**Stored items**:
⟨

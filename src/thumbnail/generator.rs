// Thumbnail generation via the ffmpeg CLI: grabs one frame near the start of
// the clip and writes it as a high-quality JPEG.

use std::ffi::OsString;
use std::path::{Path, PathBuf};
use std::process::Command;

use log::debug;

use super::ThumbnailStore;
use crate::clip::Clip;
use crate::error::ClipError;

/// Produces a thumbnail file for a clip at its store path.
///
/// Implementations must be idempotent: if the file already exists they
/// return `Ok(())` without doing any work.
pub trait ThumbnailGenerator: Send + Sync {
    fn generate(&self, clip: &Clip) -> Result<(), ClipError>;
}

/// Seconds into the clip to grab the frame from: 10% of the duration,
/// clamped to 1..=5 seconds.
pub fn seek_time(duration_secs: f64) -> f64 {
    (duration_secs * 0.1).clamp(1.0, 5.0)
}

fn ffmpeg_args(seek: f64, input: &Path, output: &Path) -> Vec<OsString> {
    vec![
        "-loglevel".into(),
        "error".into(),
        "-ss".into(),
        format!("{:.1}", seek).into(),
        "-i".into(),
        input.as_os_str().to_owned(),
        "-vframes".into(),
        "1".into(),
        "-q:v".into(),
        "2".into(),
        "-y".into(),
        output.as_os_str().to_owned(),
    ]
}

pub struct FfmpegGenerator {
    ffmpeg: PathBuf,
    store: ThumbnailStore,
}

impl FfmpegGenerator {
    pub fn new(ffmpeg: impl Into<PathBuf>, store: ThumbnailStore) -> Self {
        Self {
            ffmpeg: ffmpeg.into(),
            store,
        }
    }
}

impl ThumbnailGenerator for FfmpegGenerator {
    fn generate(&self, clip: &Clip) -> Result<(), ClipError> {
        let output_path = self.store.path_for(clip);
        if output_path.is_file() {
            return Ok(());
        }

        let failed = |message: String| ClipError::GenerationFailed {
            path: clip.path.clone(),
            message,
        };

        if let Some(parent) = output_path.parent() {
            std::fs::create_dir_all(parent).map_err(|e| failed(e.to_string()))?;
        }

        let seek = seek_time(clip.duration_secs);
        debug!("ffmpeg frame at {:.1}s -> {}", seek, output_path.display());

        let output = Command::new(&self.ffmpeg)
            .args(ffmpeg_args(seek, &clip.path, &output_path))
            .output()
            .map_err(|e| failed(format!("could not run {}: {}", self.ffmpeg.display(), e)))?;

        if !output.status.success() {
            let stderr = String::from_utf8_lossy(&output.stderr);
            let last = stderr.lines().last().unwrap_or("").trim();
            return Err(failed(format!("ffmpeg exited with {}: {}", output.status, last)));
        }
        if !output_path.is_file() {
            return Err(failed("ffmpeg produced no file".to_string()));
        }

        Ok(())
    }
}
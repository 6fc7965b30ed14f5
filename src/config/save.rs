use std::path::Path;

use anyhow::{Context, Result};

use super::types::GallerySettings;

/// Save settings to a JSON file with pretty formatting, creating the parent
/// directory if needed.
pub fn save_settings(settings: &GallerySettings, path: &Path) -> Result<()> {
    let content = serde_json::to_string_pretty(settings)
        .with_context(|| "failed to serialize settings to JSON")?;

    if let Some(parent) = path.parent()
        && !parent.as_os_str().is_empty()
    {
        std::fs::create_dir_all(parent)
            .with_context(|| format!("failed to create directory: {}", parent.display()))?;
    }

    std::fs::write(path, content)
        .with_context(|| format!("failed to write settings file: {}", path.display()))?;

    Ok(())
}

/// Convert an absolute path to a path relative to the base directory.
///
/// If the path cannot be made relative (e.g., different drive on Windows),
/// returns the original path as a string.
pub fn make_relative(path: &Path, base: &Path) -> String {
    if let Ok(relative) = path.strip_prefix(base) {
        relative.to_string_lossy().into_owned()
    } else {
        path.to_string_lossy().into_owned()
    }
}
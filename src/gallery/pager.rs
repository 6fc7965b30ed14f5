use std::collections::{BTreeSet, HashSet};
use std::sync::Arc;

use log::debug;

use super::filter::{ClipFilter, GalleryClip};
use crate::clip::ClipIdentity;

/// Clips appended per page
pub const DEFAULT_PAGE_SIZE: usize = 100;

/// Changes to the displayed collection, in the order they happened.
#[derive(Debug, Clone)]
pub enum PagerEvent {
    /// The displayed collection was emptied; these entries are no longer shown
    Cleared { unloaded: Vec<Arc<GalleryClip>> },
    /// A page was appended to the displayed collection
    Appended {
        clips: Vec<Arc<GalleryClip>>,
        remaining: usize,
    },
}

/// Filtered, progressively disclosed view over the clip library.
///
/// The displayed collection is always a prefix of the filtered collection,
/// grown one page at a time by [`GalleryPager::load_more`]. Any filter change
/// clears it; the caller shows the first page again with `load_more`.
pub struct GalleryPager {
    all: Vec<Arc<GalleryClip>>,
    filtered: Vec<Arc<GalleryClip>>,
    displayed_len: usize,
    displayed_ids: HashSet<ClipIdentity>,
    filter: ClipFilter,
    page_size: usize,
    games: Vec<String>,
    tags: Vec<String>,
}

impl Default for GalleryPager {
    fn default() -> Self {
        Self::new(DEFAULT_PAGE_SIZE)
    }
}

impl GalleryPager {
    pub fn new(page_size: usize) -> Self {
        Self {
            all: Vec::new(),
            filtered: Vec::new(),
            displayed_len: 0,
            displayed_ids: HashSet::new(),
            filter: ClipFilter::default(),
            page_size: page_size.max(1),
            games: Vec::new(),
            tags: Vec::new(),
        }
    }

    /// Replace the library. Filters are kept, pagination restarts.
    pub fn load_clips(&mut self, clips: Vec<GalleryClip>) -> Vec<PagerEvent> {
        self.all = clips.into_iter().map(Arc::new).collect();
        self.refresh_facets();
        self.apply_filters()
    }

    pub fn filter_by_game(&mut self, game: Option<String>) -> Vec<PagerEvent> {
        self.filter.game = game;
        self.apply_filters()
    }

    pub fn filter_by_tag(&mut self, tag: Option<String>) -> Vec<PagerEvent> {
        self.filter.tag = tag;
        self.apply_filters()
    }

    pub fn set_search_query(&mut self, query: &str) -> Vec<PagerEvent> {
        self.filter.set_search(query);
        self.apply_filters()
    }

    /// Append the next page. `None` when nothing is left to show.
    pub fn load_more(&mut self) -> Option<PagerEvent> {
        if !self.has_more() {
            return None;
        }

        let end = (self.displayed_len + self.page_size).min(self.filtered.len());
        let clips = self.filtered[self.displayed_len..end].to_vec();
        self.displayed_ids
            .extend(clips.iter().map(|c| c.identity().clone()));
        self.displayed_len = end;

        let remaining = self.remaining();
        debug!(
            "Showing {} of {} clips ({} remaining)",
            self.displayed_len,
            self.filtered.len(),
            remaining
        );
        Some(PagerEvent::Appended { clips, remaining })
    }

    /// Swap in an edited entry (after a metadata change) without touching
    /// pagination. Returns false if the clip is not in the library.
    pub fn replace_clip(&mut self, entry: GalleryClip) -> bool {
        let entry = Arc::new(entry);
        let id = entry.identity().clone();
        let Some(slot) = self.all.iter_mut().find(|c| *c.identity() == id) else {
            return false;
        };
        *slot = Arc::clone(&entry);
        if let Some(slot) = self.filtered.iter_mut().find(|c| *c.identity() == id) {
            *slot = entry;
        }
        self.refresh_facets();
        true
    }

    /// Recompute the distinct, sorted game and tag lists from the library.
    pub fn refresh_facets(&mut self) {
        let games: BTreeSet<&str> = self.all.iter().map(|c| c.display_game.as_str()).collect();
        let tags: BTreeSet<&str> = self
            .all
            .iter()
            .flat_map(|c| c.clip.tags.iter().map(String::as_str))
            .collect();
        self.games = games.into_iter().map(str::to_string).collect();
        self.tags = tags.into_iter().map(str::to_string).collect();
    }

    pub fn games(&self) -> &[String] {
        &self.games
    }

    pub fn tags(&self) -> &[String] {
        &self.tags
    }

    pub fn filter(&self) -> &ClipFilter {
        &self.filter
    }

    pub fn all(&self) -> &[Arc<GalleryClip>] {
        &self.all
    }

    pub fn filtered_len(&self) -> usize {
        self.filtered.len()
    }

    pub fn displayed(&self) -> &[Arc<GalleryClip>] {
        &self.filtered[..self.displayed_len]
    }

    pub fn is_displayed(&self, identity: &ClipIdentity) -> bool {
        self.displayed_ids.contains(identity)
    }

    pub fn find(&self, identity: &ClipIdentity) -> Option<&Arc<GalleryClip>> {
        self.all.iter().find(|c| c.identity() == identity)
    }

    pub fn remaining(&self) -> usize {
        self.filtered.len() - self.displayed_len
    }

    pub fn has_more(&self) -> bool {
        self.displayed_len < self.filtered.len()
    }

    fn apply_filters(&mut self) -> Vec<PagerEvent> {
        let unloaded = self.displayed().to_vec();
        self.displayed_len = 0;
        self.displayed_ids.clear();
        self.filtered = self
            .all
            .iter()
            .filter(|c| self.filter.matches(c))
            .cloned()
            .collect();

        debug!("{} of {} clips match filters", self.filtered.len(), self.all.len());
        vec![PagerEvent::Cleared { unloaded }]
    }
}
use std::path::Path;

use log::warn;
use serde::{Deserialize, Serialize};

use super::Clip;
use crate::error::ClipError;

/// User metadata stored next to each clip as `<clip>.json`.
#[derive(Debug, Clone, Default, PartialEq, Serialize, Deserialize)]
#[serde(default, rename_all = "camelCase")]
pub struct SidecarData {
    pub rating: Option<u8>,
    pub tags: Vec<String>,
    pub description: String,
}

impl SidecarData {
    pub fn from_clip(clip: &Clip) -> Self {
        Self {
            rating: clip.rating,
            tags: clip.tags.clone(),
            description: clip.description.clone(),
        }
    }

    pub fn apply_to(self, clip: &mut Clip) {
        clip.rating = self.rating.filter(|r| (1..=5).contains(r));
        clip.tags = self.tags;
        clip.description = self.description;
    }
}

/// Read a sidecar file. Returns `Ok(None)` when the file does not exist.
pub fn read_sidecar(path: &Path) -> Result<Option<SidecarData>, ClipError> {
    if !path.exists() {
        return Ok(None);
    }
    let content = std::fs::read_to_string(path).map_err(|e| ClipError::SidecarRead {
        path: path.to_path_buf(),
        source: e,
    })?;
    let data = serde_json::from_str(&content).map_err(|e| ClipError::SidecarRead {
        path: path.to_path_buf(),
        source: e.into(),
    })?;
    Ok(Some(data))
}

/// Populate `clip` from its sidecar. Corrupt sidecars are logged and ignored.
pub fn load_sidecar(clip: &mut Clip) {
    match read_sidecar(&clip.sidecar_path()) {
        Ok(Some(data)) => data.apply_to(clip),
        Ok(None) => {}
        Err(e) => warn!("Ignoring sidecar: {}", e),
    }
}

/// Persist the clip's rating, tags and description to its sidecar.
pub fn save_sidecar(clip: &Clip) -> Result<(), ClipError> {
    let path = clip.sidecar_path();
    let content = serde_json::to_string_pretty(&SidecarData::from_clip(clip)).map_err(|e| {
        ClipError::SidecarWrite {
            path: path.clone(),
            source: e.into(),
        }
    })?;
    std::fs::write(&path, content).map_err(|e| ClipError::SidecarWrite { path, source: e })
}
use std::path::Path;

use image::{ImageReader, RgbaImage, imageops::FilterType};

use crate::error::ClipError;
use crate::scheduler::CancellationToken;

/// Default decode width for grid cells. Full-size captures are far too large
/// to keep resident for hundreds of cells.
pub const DEFAULT_DECODE_WIDTH: u32 = 320;

/// Decodes a thumbnail file scaled down to a target width.
///
/// Called off the presentation thread. Implementations should check the
/// token between expensive steps and return `ClipError::Cancelled` once it
/// fires.
pub trait ThumbnailDecoder: Send + Sync {
    fn decode_scaled(
        &self,
        path: &Path,
        target_width: u32,
        token: &CancellationToken,
    ) -> Result<RgbaImage, ClipError>;
}

/// Decoder backed by the `image` crate.
#[derive(Debug, Clone, Copy, Default)]
pub struct ImageDecoder;

impl ThumbnailDecoder for ImageDecoder {
    fn decode_scaled(
        &self,
        path: &Path,
        target_width: u32,
        token: &CancellationToken,
    ) -> Result<RgbaImage, ClipError> {
        token.check()?;
        if !path.is_file() {
            return Err(ClipError::ThumbnailMissing(path.to_path_buf()));
        }

        let img = ImageReader::open(path)
            .map_err(|e| ClipError::DecodeFailed {
                path: path.to_path_buf(),
                source: e.into(),
            })?
            .with_guessed_format()
            .map_err(|e| ClipError::DecodeFailed {
                path: path.to_path_buf(),
                source: e.into(),
            })?
            .decode()
            .map_err(|e| ClipError::DecodeFailed {
                path: path.to_path_buf(),
                source: e,
            })?;

        token.check()?;
        Ok(scale_to_width(img.into_rgba8(), target_width))
    }
}

/// Downscale to `target_width`, preserving aspect ratio. Never upscales.
pub fn scale_to_width(img: RgbaImage, target_width: u32) -> RgbaImage {
    let (w, h) = img.dimensions();
    if w == 0 || h == 0 || target_width == 0 || w <= target_width {
        return img;
    }

    let scale = target_width as f32 / w as f32;
    #[allow(clippy::cast_possible_truncation, clippy::cast_sign_loss)]
    let new_height = ((h as f32 * scale).round() as u32).max(1);

    image::imageops::resize(&img, target_width, new_height, FilterType::Triangle)
}

#[cfg(test)]
mod tests {
    use super::*;

    #[test]
    fn test_scale_to_width_preserves_aspect() {
        let img = RgbaImage::new(1920, 1080);
        let scaled = scale_to_width(img, 320);
        assert_eq!(scaled.dimensions(), (320, 180));
    }

    #[test]
    fn test_scale_to_width_never_upscales() {
        let img = RgbaImage::new(200, 100);
        let scaled = scale_to_width(img, 320);
        assert_eq!(scaled.dimensions(), (200, 100));
    }

    #[test]
    fn test_decode_scaled_reads_file() {
        let dir = tempfile::tempdir().unwrap();
        let path = dir.path().join("thumb.png");
        RgbaImage::new(640, 360).save(&path).unwrap();

        let img = ImageDecoder
            .decode_scaled(&path, 320, &CancellationToken::new())
            .unwrap();
        assert_eq!(img.dimensions(), (320, 180));
    }

    #[test]
    fn test_decode_missing_file() {
        let dir = tempfile::tempdir().unwrap();
        let err = ImageDecoder
            .decode_scaled(&dir.path().join("nope.jpg"), 320, &CancellationToken::new())
            .unwrap_err();
        assert!(matches!(err, ClipError::ThumbnailMissing(_)));
    }

    #[test]
    fn test_decode_corrupt_file() {
        let dir = tempfile::tempdir().unwrap();
        let path = dir.path().join("thumb.jpg");
        std::fs::write(&path, b"definitely not a jpeg").unwrap();

        let err = ImageDecoder
            .decode_scaled(&path, 320, &CancellationToken::new())
            .unwrap_err();
        assert!(matches!(err, ClipError::DecodeFailed { .. }));
    }

    #[test]
    fn test_decode_cancelled_before_start() {
        let dir = tempfile::tempdir().unwrap();
        let path = dir.path().join("thumb.png");
        RgbaImage::new(64, 64).save(&path).unwrap();

        let token = CancellationToken::new();
        token.cancel();
        let err = ImageDecoder.decode_scaled(&path, 320, &token).unwrap_err();
        assert!(err.is_cancelled());
    }
}
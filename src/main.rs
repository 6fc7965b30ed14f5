use std::collections::BTreeMap;
use std::path::{Path, PathBuf};
use std::sync::Arc;
use std::time::{Duration, SystemTime};

use anyhow::{Context, Result, bail};
use clap::Parser;
use log::{debug, info, warn};
use rayon::prelude::*;

use clipreel::cli::{CliArgs, Command, CommonArgs, FilterArgs, MetaArgs, TrimArgs};
use clipreel::clip::{
    Clip, ExportPreset, default_export_path, enrich_clip, export_clip, load_sidecar, save_sidecar,
    scan_library, time_stamp,
};
use clipreel::config::{LoadedSettings, default_settings_path};
use clipreel::error::ClipError;
use clipreel::gallery::{Gallery, GalleryClip, GalleryOptions, GalleryPager, ViewLoadState};
use clipreel::scheduler::ThumbnailScheduler;
use clipreel::thumbnail::{CachePolicy, FfmpegGenerator, ImageDecoder, ThumbnailStore};

#[allow(clippy::print_stderr)]
fn main() {
    if let Err(e) = run() {
        // Use eprintln instead of error! because logger may not be initialized
        // (e.g., argument parsing fails before logger init)
        eprintln!("Error: {:#}", e);
        std::process::exit(1);
    }
}

fn run() -> Result<()> {
    let cli = CliArgs::parse();

    let verbose = match &cli.command {
        Command::List { common, .. } | Command::Thumbs { common, .. } | Command::Games(common) => {
            common.verbose
        }
        Command::Meta(meta) => meta.verbose,
        Command::Trim(trim) => trim.verbose,
    };

    env_logger::Builder::new()
        .filter_level(if verbose {
            log::LevelFilter::Debug
        } else {
            log::LevelFilter::Info
        })
        .format_timestamp(None)
        .format_target(false)
        .init();

    debug!("clipreel v{}", env!("CARGO_PKG_VERSION"));

    match cli.command {
        Command::List {
            common,
            filter,
            pages,
        } => list_clips(&merge_settings_with_args(&common)?, &filter, pages),
        Command::Thumbs {
            common,
            filter,
            timeout,
        } => generate_thumbnails(
            &merge_settings_with_args(&common)?,
            &filter,
            Duration::from_secs(timeout),
        ),
        Command::Meta(meta) => edit_metadata(&meta),
        Command::Trim(trim) => trim_clip(&trim),
        Command::Games(common) => list_games(&merge_settings_with_args(&common)?),
    }
}

/// Merged configuration from CLI args and the settings file.
struct MergedSettings {
    library: Vec<PathBuf>,
    cache: CachePolicy,
    page_size: usize,
    decode_width: u32,
    idle_interval: Duration,
    ffmpeg: PathBuf,
    ffprobe: PathBuf,
    loaded: LoadedSettings,
}

impl MergedSettings {
    fn store(&self) -> ThumbnailStore {
        ThumbnailStore::new(self.cache.clone())
    }
}

/// An explicit settings file must exist; the default one is optional.
fn load_settings(config: Option<&Path>) -> Result<LoadedSettings> {
    if let Some(path) = config {
        LoadedSettings::load(path)
            .with_context(|| format!("failed to load settings: {}", path.display()))
    } else if let Some(path) = default_settings_path() {
        LoadedSettings::load_or_default(&path)
            .with_context(|| format!("failed to load settings: {}", path.display()))
    } else {
        LoadedSettings::load_or_default(Path::new("settings.json"))
    }
}

/// Merge settings file values with CLI arguments.
/// CLI arguments always take precedence over settings values.
fn merge_settings_with_args(args: &CommonArgs) -> Result<MergedSettings> {
    let loaded = load_settings(args.config.as_deref())?;

    let library = if !args.library.is_empty() {
        args.library.clone()
    } else {
        loaded
            .resolve_library_paths()
            .context("failed to resolve library paths from settings")?
    };
    if library.is_empty() {
        bail!("no library folders given; pass LIBRARY or set library_paths in the settings file");
    }

    let cache = if args.co_located {
        CachePolicy::CoLocated
    } else if let Some(dir) = &args.cache_dir {
        CachePolicy::Folder(dir.clone())
    } else {
        loaded.resolve_cache_policy()?
    };

    let settings = &loaded.settings;
    Ok(MergedSettings {
        library,
        cache,
        page_size: args.page_size.unwrap_or(settings.page_size),
        decode_width: settings.decode_width,
        idle_interval: Duration::from_millis(settings.idle_poll_ms),
        ffmpeg: PathBuf::from(&settings.ffmpeg),
        ffprobe: PathBuf::from(&settings.ffprobe),
        loaded,
    })
}

/// Scan the library; finding nothing at all is an error.
fn load_entries(merged: &MergedSettings) -> Result<Vec<Clip>> {
    let clips = scan_library(&merged.library)?;
    if clips.is_empty() {
        return Err(ClipError::NoClips.into());
    }
    Ok(clips)
}

fn to_gallery_clips(merged: &MergedSettings, clips: Vec<Clip>) -> Vec<GalleryClip> {
    let settings = &merged.loaded.settings;
    clips
        .into_iter()
        .map(|clip| {
            let game = settings.resolve_display_game(&clip.game_folder);
            GalleryClip::new(Arc::new(clip), game)
        })
        .collect()
}

fn apply_filter_args(pager: &mut GalleryPager, filter: &FilterArgs) {
    pager.filter_by_game(filter.game.clone());
    pager.filter_by_tag(filter.tag.clone());
    if let Some(query) = &filter.search {
        pager.set_search_query(query);
    }
}

#[allow(clippy::print_stdout)]
fn list_clips(merged: &MergedSettings, filter: &FilterArgs, pages: usize) -> Result<()> {
    let clips = to_gallery_clips(merged, load_entries(merged)?);
    let store = merged.store();

    let mut pager = GalleryPager::new(merged.page_size);
    apply_filter_args(&mut pager, filter);
    pager.load_clips(clips);
    for _ in 0..pages.max(1) {
        if pager.load_more().is_none() {
            break;
        }
    }

    let displayed = pager.displayed().to_vec();
    let probed: Vec<Clip> = displayed
        .par_iter()
        .map(|entry| {
            let mut clip = (*entry.clip).clone();
            enrich_clip(&merged.ffprobe, &mut clip);
            clip
        })
        .collect();

    for (entry, clip) in displayed.iter().zip(&probed) {
        let thumb = if store.exists(clip) { '*' } else { ' ' };
        let rating = clip.rating.map(|r| "★".repeat(usize::from(r))).unwrap_or_default();
        let audio = if clip.has_multi_track_audio() { " [multi-audio]" } else { "" };
        let tags = if clip.tags.is_empty() {
            String::new()
        } else {
            format!(" #{}", clip.tags.join(" #"))
        };
        println!(
            "{} {:>6}  {:<24} {:<5} {}{}{}",
            thumb,
            clip.duration_display(),
            entry.display_game,
            rating,
            clip.file_name,
            audio,
            tags
        );
    }

    println!(
        "Showing {} of {} clips ({} remaining)",
        pager.displayed().len(),
        pager.filtered_len(),
        pager.remaining()
    );
    Ok(())
}

fn generate_thumbnails(merged: &MergedSettings, filter: &FilterArgs, timeout: Duration) -> Result<()> {
    let store = merged.store();
    store
        .ensure_dir()
        .with_context(|| format!("failed to create cache folder: {:?}", store.cache_dir()))?;

    // Seek time depends on duration, so probe whatever still needs a thumbnail
    let mut clips = load_entries(merged)?;
    clips
        .par_iter_mut()
        .filter(|clip| !store.exists(clip))
        .for_each(|clip| enrich_clip(&merged.ffprobe, clip));
    let missing_before = clips.iter().filter(|c| !store.exists(c)).count();

    let generator = Arc::new(FfmpegGenerator::new(&merged.ffmpeg, store.clone()));
    let scheduler =
        Arc::new(ThumbnailScheduler::new(generator).with_idle_interval(merged.idle_interval));
    let options = GalleryOptions {
        page_size: merged.page_size,
        decode_width: merged.decode_width,
    };
    let mut gallery = Gallery::new(
        Arc::clone(&scheduler),
        store.clone(),
        Arc::new(ImageDecoder),
        options,
    );

    gallery.filter_by_game(filter.game.clone());
    gallery.filter_by_tag(filter.tag.clone());
    if let Some(query) = &filter.search {
        gallery.set_search_query(query);
    }
    gallery.load_library(to_gallery_clips(merged, clips));

    scheduler.start().context("failed to start thumbnail worker")?;
    let drained = gallery.pump_until(timeout, |g| {
        g.scheduler().queue().is_empty()
            && !g.displayed_states().contains_key(&ViewLoadState::Loading)
    });
    scheduler.stop();
    gallery.pump();

    if !drained {
        warn!(
            "Timed out after {}s with {} thumbnails still queued",
            timeout.as_secs(),
            scheduler.queue().pending_len()
        );
    }

    let missing_after = gallery
        .pager()
        .all()
        .iter()
        .filter(|entry| !store.exists(&entry.clip))
        .count();
    let states = gallery.displayed_states();
    let count = |state| states.get(&state).copied().unwrap_or(0);
    info!(
        "Generated {} of {} missing thumbnails",
        missing_before.saturating_sub(missing_after),
        missing_before
    );
    info!(
        "First page: {} loaded, {} failed",
        count(ViewLoadState::Loaded),
        count(ViewLoadState::Failed)
    );
    Ok(())
}

fn edit_metadata(args: &MetaArgs) -> Result<()> {
    if !args.clip.is_file() {
        return Err(ClipError::InputNotFound(args.clip.clone()).into());
    }

    let mut clip = Clip::new(&args.clip);
    load_sidecar(&mut clip);

    if let Some(rating) = args.rating {
        clip.rating = (rating > 0).then_some(rating);
    }
    for tag in &args.add_tag {
        let tag = tag.trim();
        if !tag.is_empty() && !clip.tags.iter().any(|t| t == tag) {
            clip.tags.push(tag.to_string());
        }
    }
    clip.tags.retain(|t| !args.remove_tag.contains(t));
    if let Some(description) = &args.description {
        clip.description = description.clone();
    }

    save_sidecar(&clip)?;
    info!("Updated {}", clip.sidecar_path().display());
    Ok(())
}

fn trim_clip(args: &TrimArgs) -> Result<()> {
    let loaded = load_settings(args.config.as_deref())?;
    let ffmpeg = PathBuf::from(&loaded.settings.ffmpeg);
    let preset = ExportPreset::from(args.preset);
    let output = args
        .output
        .clone()
        .unwrap_or_else(|| default_export_path(&args.clip, preset, &time_stamp(SystemTime::now())));

    export_clip(&ffmpeg, &args.clip, &output, args.start, args.end, preset)?;
    info!("Exported {}", output.display());
    Ok(())
}

#[allow(clippy::print_stdout)]
fn list_games(merged: &MergedSettings) -> Result<()> {
    let clips = to_gallery_clips(merged, load_entries(merged)?);
    let mut pager = GalleryPager::new(merged.page_size);
    pager.load_clips(clips);

    let mut counts: BTreeMap<&str, usize> = BTreeMap::new();
    for entry in pager.all() {
        *counts.entry(entry.display_game.as_str()).or_insert(0) += 1;
    }

    for game in pager.games() {
        println!("{:<32} {:>5}", game, counts.get(game.as_str()).copied().unwrap_or(0));
    }
    if !pager.tags().is_empty() {
        println!();
        println!("Tags: {}", pager.tags().join(", "));
    }
    Ok(())
}
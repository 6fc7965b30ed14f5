mod clip;
mod identity;
mod probe;
mod scanner;
mod sidecar;
mod trim;

pub use clip::Clip;
pub use identity::ClipIdentity;
pub use probe::{ProbeInfo, enrich_clip, parse_probe_output, probe_clip};
pub use scanner::{is_supported_video, scan_library};
pub use sidecar::{SidecarData, load_sidecar, read_sidecar, save_sidecar};
pub use trim::{ExportPreset, default_export_path, export_clip, time_stamp, trim_args};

⟩

**What this task involves**:
What is needed is each line from the records with the word "matches" in it.

**Solution to this problem**:
            .filter(|c| self.filter.matches(c))
        assert!(matches!(err, ClipError::ThumbnailMissing(_)));
        assert!(matches!(err, ClipError::DecodeFailed { .. }));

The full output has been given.